Turing instability: a universal route to spontaneous fractal patterns

Abstract

Turing instability is the tendency of the uniform states of a system to become spontaneously patterned in the presence of any small fluctuation [1]. Archetypal Turing- instability patterns include hexagons, squares, stripes, and rings. These simple structures are universal in Nature, and characterized by a single dominant scale-length.

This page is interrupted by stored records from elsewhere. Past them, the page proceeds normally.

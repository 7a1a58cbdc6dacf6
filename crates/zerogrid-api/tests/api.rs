//! Router-level tests: every route driven through `oneshot` against a
//! balancer backed by in-memory factory and upstream.

use std::sync::Arc;
use std::sync::atomic::{AtomicU32, Ordering};

use async_trait::async_trait;
use axum::Router;
use axum::body::Body;
use axum::http::{Request, StatusCode, header};
use http_body_util::BodyExt;
use serde_json::Value;
use tower::ServiceExt;

use zerogrid_api::build_router;
use zerogrid_autoscale::InstanceFactory;
use zerogrid_balancer::{LoadBalancer, Upstream};
use zerogrid_core::{
    Instance, InstanceStatus, ServiceDefinition, UpstreamRequest, UpstreamResponse, ZeroGridConfig,
};

#[derive(Default)]
struct Factory {
    created: AtomicU32,
}

#[async_trait]
impl InstanceFactory for Factory {
    async fn create(&self, service: &ServiceDefinition) -> anyhow::Result<Instance> {
        let n = self.created.fetch_add(1, Ordering::SeqCst);
        let mut inst = Instance::new(format!("{}-{n}", service.id), &service.id, "127.0.0.1:1");
        inst.status = InstanceStatus::Running;
        Ok(inst)
    }

    async fn destroy(&self, _instance: &Instance) -> anyhow::Result<()> {
        Ok(())
    }

    async fn health_check(&self, _instance: &Instance) -> bool {
        true
    }
}

/// Echoes method and path; paths under `/fail` are transport errors.
struct Echo;

#[async_trait]
impl Upstream for Echo {
    async fn forward(
        &self,
        _instance: &Instance,
        request: &UpstreamRequest,
    ) -> anyhow::Result<UpstreamResponse> {
        if request.path_and_query.starts_with("/fail") {
            anyhow::bail!("connection reset");
        }
        let mut response = UpstreamResponse::new(
            StatusCode::ACCEPTED,
            format!("{} {}", request.method, request.path_and_query),
        );
        response
            .headers
            .insert("x-echo-body-len", request.body.len().into());
        Ok(response)
    }
}

async fn app() -> (Router, Arc<LoadBalancer>) {
    let balancer = Arc::new(LoadBalancer::from_config(
        &ZeroGridConfig::default(),
        Arc::new(Factory::default()),
        Arc::new(Echo),
    ));
    balancer
        .register_service(ServiceDefinition::new("api", "API", "http"))
        .await
        .unwrap();
    (build_router(balancer.clone()), balancer)
}

async fn send(app: &Router, request: Request<Body>) -> (StatusCode, axum::http::HeaderMap, Vec<u8>) {
    let resp = app.clone().oneshot(request).await.unwrap();
    let status = resp.status();
    let headers = resp.headers().clone();
    let body = resp.into_body().collect().await.unwrap().to_bytes().to_vec();
    (status, headers, body)
}

async fn get_json(app: &Router, uri: &str) -> (StatusCode, Value) {
    let (status, _, body) = send(app, Request::get(uri).body(Body::empty()).unwrap()).await;
    (status, serde_json::from_slice(&body).unwrap())
}

#[tokio::test]
async fn lists_registered_services() {
    let (app, _) = app().await;
    let (status, json) = get_json(&app, "/api/v1/services").await;
    assert_eq!(status, StatusCode::OK);
    assert_eq!(json["success"], true);
    assert_eq!(json["data"][0]["id"], "api");
    assert_eq!(json["data"][0]["type"], "http");
}

#[tokio::test]
async fn register_maps_errors_to_status() {
    let (app, balancer) = app().await;

    let post = |body: &str| {
        Request::post("/api/v1/services")
            .header(header::CONTENT_TYPE, "application/json")
            .body(Body::from(body.to_string()))
            .unwrap()
    };

    let (status, _, _) = send(&app, post(r#"{"id":"worker","name":"Worker","type":"job"}"#)).await;
    assert_eq!(status, StatusCode::CREATED);
    assert_eq!(balancer.services().len(), 2);

    let (status, _, _) = send(&app, post(r#"{"id":"worker","name":"Worker","type":"job"}"#)).await;
    assert_eq!(status, StatusCode::CONFLICT);

    let (status, _, body) = send(&app, post(r#"{"id":"","name":"Empty","type":"job"}"#)).await;
    assert_eq!(status, StatusCode::BAD_REQUEST);
    let json: Value = serde_json::from_slice(&body).unwrap();
    assert_eq!(json["success"], false);
    assert!(json["error"].as_str().unwrap().contains("empty"));
}

#[tokio::test]
async fn proxy_routes_through_balancer() {
    let (app, balancer) = app().await;

    let request = Request::post("/svc/api/v1/items?limit=5")
        .body(Body::from("hello"))
        .unwrap();
    let (status, headers, body) = send(&app, request).await;

    assert_eq!(status, StatusCode::ACCEPTED);
    assert_eq!(body, b"POST /v1/items?limit=5");
    assert_eq!(headers["x-echo-body-len"], "5");
    assert_eq!(balancer.get_instances("api").unwrap().len(), 1);
    assert_eq!(balancer.get_stats().total_requests_served, 1);
}

#[tokio::test]
async fn proxy_service_root() {
    let (app, _) = app().await;
    let (status, _, body) = send(&app, Request::get("/svc/api").body(Body::empty()).unwrap()).await;
    assert_eq!(status, StatusCode::ACCEPTED);
    assert_eq!(body, b"GET /");
}

#[tokio::test]
async fn proxy_unknown_service_is_404() {
    let (app, _) = app().await;
    let (status, json) = get_json(&app, "/svc/nope/anything").await;
    assert_eq!(status, StatusCode::NOT_FOUND);
    assert_eq!(json["success"], false);
}

#[tokio::test]
async fn proxy_upstream_failure_is_502() {
    let (app, balancer) = app().await;
    let (status, json) = get_json(&app, "/svc/api/fail").await;
    assert_eq!(status, StatusCode::BAD_GATEWAY);
    assert!(json["error"].as_str().unwrap().contains("upstream error"));

    let circuits = balancer.get_circuit_stats();
    assert_eq!(circuits.len(), 1);
    assert_eq!(circuits.values().next().unwrap().failures, 1);
}

#[tokio::test]
async fn instances_and_service_metrics() {
    let (app, _) = app().await;
    let (status, _, _) = send(&app, Request::get("/svc/api/x").body(Body::empty()).unwrap()).await;
    assert_eq!(status, StatusCode::ACCEPTED);

    let (status, json) = get_json(&app, "/api/v1/services/api/instances").await;
    assert_eq!(status, StatusCode::OK);
    assert_eq!(json["data"][0]["service_id"], "api");
    assert_eq!(json["data"][0]["status"], "running");
    assert_eq!(json["data"][0]["total_requests"], 1);

    let (status, json) = get_json(&app, "/api/v1/services/api/metrics").await;
    assert_eq!(status, StatusCode::OK);
    assert_eq!(json["data"]["requests_served"], 1);
    assert_eq!(json["data"]["running_instances"], 1);

    let (status, _) = get_json(&app, "/api/v1/services/nope/instances").await;
    assert_eq!(status, StatusCode::NOT_FOUND);
    let (status, _) = get_json(&app, "/api/v1/services/nope/metrics").await;
    assert_eq!(status, StatusCode::NOT_FOUND);
}

#[tokio::test]
async fn stats_circuits_and_events() {
    let (app, _) = app().await;
    send(&app, Request::get("/svc/api/x").body(Body::empty()).unwrap()).await;

    let (status, json) = get_json(&app, "/api/v1/stats").await;
    assert_eq!(status, StatusCode::OK);
    assert_eq!(json["data"]["total_instances"], 1);
    assert_eq!(json["data"]["total_requests_served"], 1);

    let (status, json) = get_json(&app, "/api/v1/circuits").await;
    assert_eq!(status, StatusCode::OK);
    assert!(json["data"].is_object());

    let (status, json) = get_json(&app, "/api/v1/scaling-events?limit=1").await;
    assert_eq!(status, StatusCode::OK);
    let events = json["data"].as_array().unwrap();
    assert_eq!(events.len(), 1);
    assert_eq!(events[0]["action"], "scale_up");
    assert_eq!(events[0]["service_id"], "api");
}

#[tokio::test]
async fn unregister_then_gone() {
    let (app, balancer) = app().await;

    let (status, _, body) = send(
        &app,
        Request::delete("/api/v1/services/api").body(Body::empty()).unwrap(),
    )
    .await;
    assert_eq!(status, StatusCode::OK);
    let json: Value = serde_json::from_slice(&body).unwrap();
    assert_eq!(json["data"]["rejected_requests"], 0);
    assert!(balancer.services().is_empty());

    let (status, _, _) = send(
        &app,
        Request::delete("/api/v1/services/api").body(Body::empty()).unwrap(),
    )
    .await;
    assert_eq!(status, StatusCode::NOT_FOUND);
}

#[tokio::test]
async fn prometheus_endpoint_returns_text() {
    let (app, _) = app().await;
    send(&app, Request::get("/svc/api/x").body(Body::empty()).unwrap()).await;

    let (status, headers, body) = send(&app, Request::get("/metrics").body(Body::empty()).unwrap()).await;
    assert_eq!(status, StatusCode::OK);
    assert!(headers[header::CONTENT_TYPE].to_str().unwrap().contains("text/plain"));
    let text = String::from_utf8(body).unwrap();
    assert!(text.contains("zerogrid_"));
    assert!(text.contains("service=\"api\""));
}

Recently [2], we proposed that a multi-Turing instability may result in another type of universal pattern: fractals. Fractals possess proportional levels of detail spanning decades of scale-length, and are thus inherently scaleless. This prediction was confirmed in analysis of a classic photonic system (the diffusive Kerr slice with a single feedback mirror). The growth of such multi-scale patterns is entirely due to intrinsic nonlinear dynamics. They are thus physically distinct from fractal mode patterns of unstable-cavity lasers [3], and optical fractals that rely on system changes for introducing each scale-length [4].

Here, we present the first predictions of spontaneous spatial fractal patterns in nonlinear ring cavities. This includes the first reported spatial fractals arising from purely-absorptive nonlinearity. New analyses reveal multi-Turing spectra characteristic of susceptibility for spontaneous fractals. Computer simulations consider both one and two transverse dimensions and quantify the fractal properties of the generated patterns. A range of results will be reported, including the proposal of a new kind of fractal soliton.

References

[1] A. M. Turing, Phil. Trans. Roy. Soc. London B 237, 37 (1952).

[2] J. G. Huang and G. S. McDonald, Phys. Rev. Lett. 94, 174101 (2005).

[3] G. P. Karman, G. S. McDonald, G. H. C. New and J. P. Woerdman, Nature 402, 138 (1999); J. G. Huang, J. M. Christian and G. S. McDonald, J. Opt. Soc. Am. A 23, 2768 (2006).

[4] S. Sears, M. Soljacic, M. Segev, D. Krylov and K. Bergman et al., Phys. Rev. Lett. 84, 1902 (2000).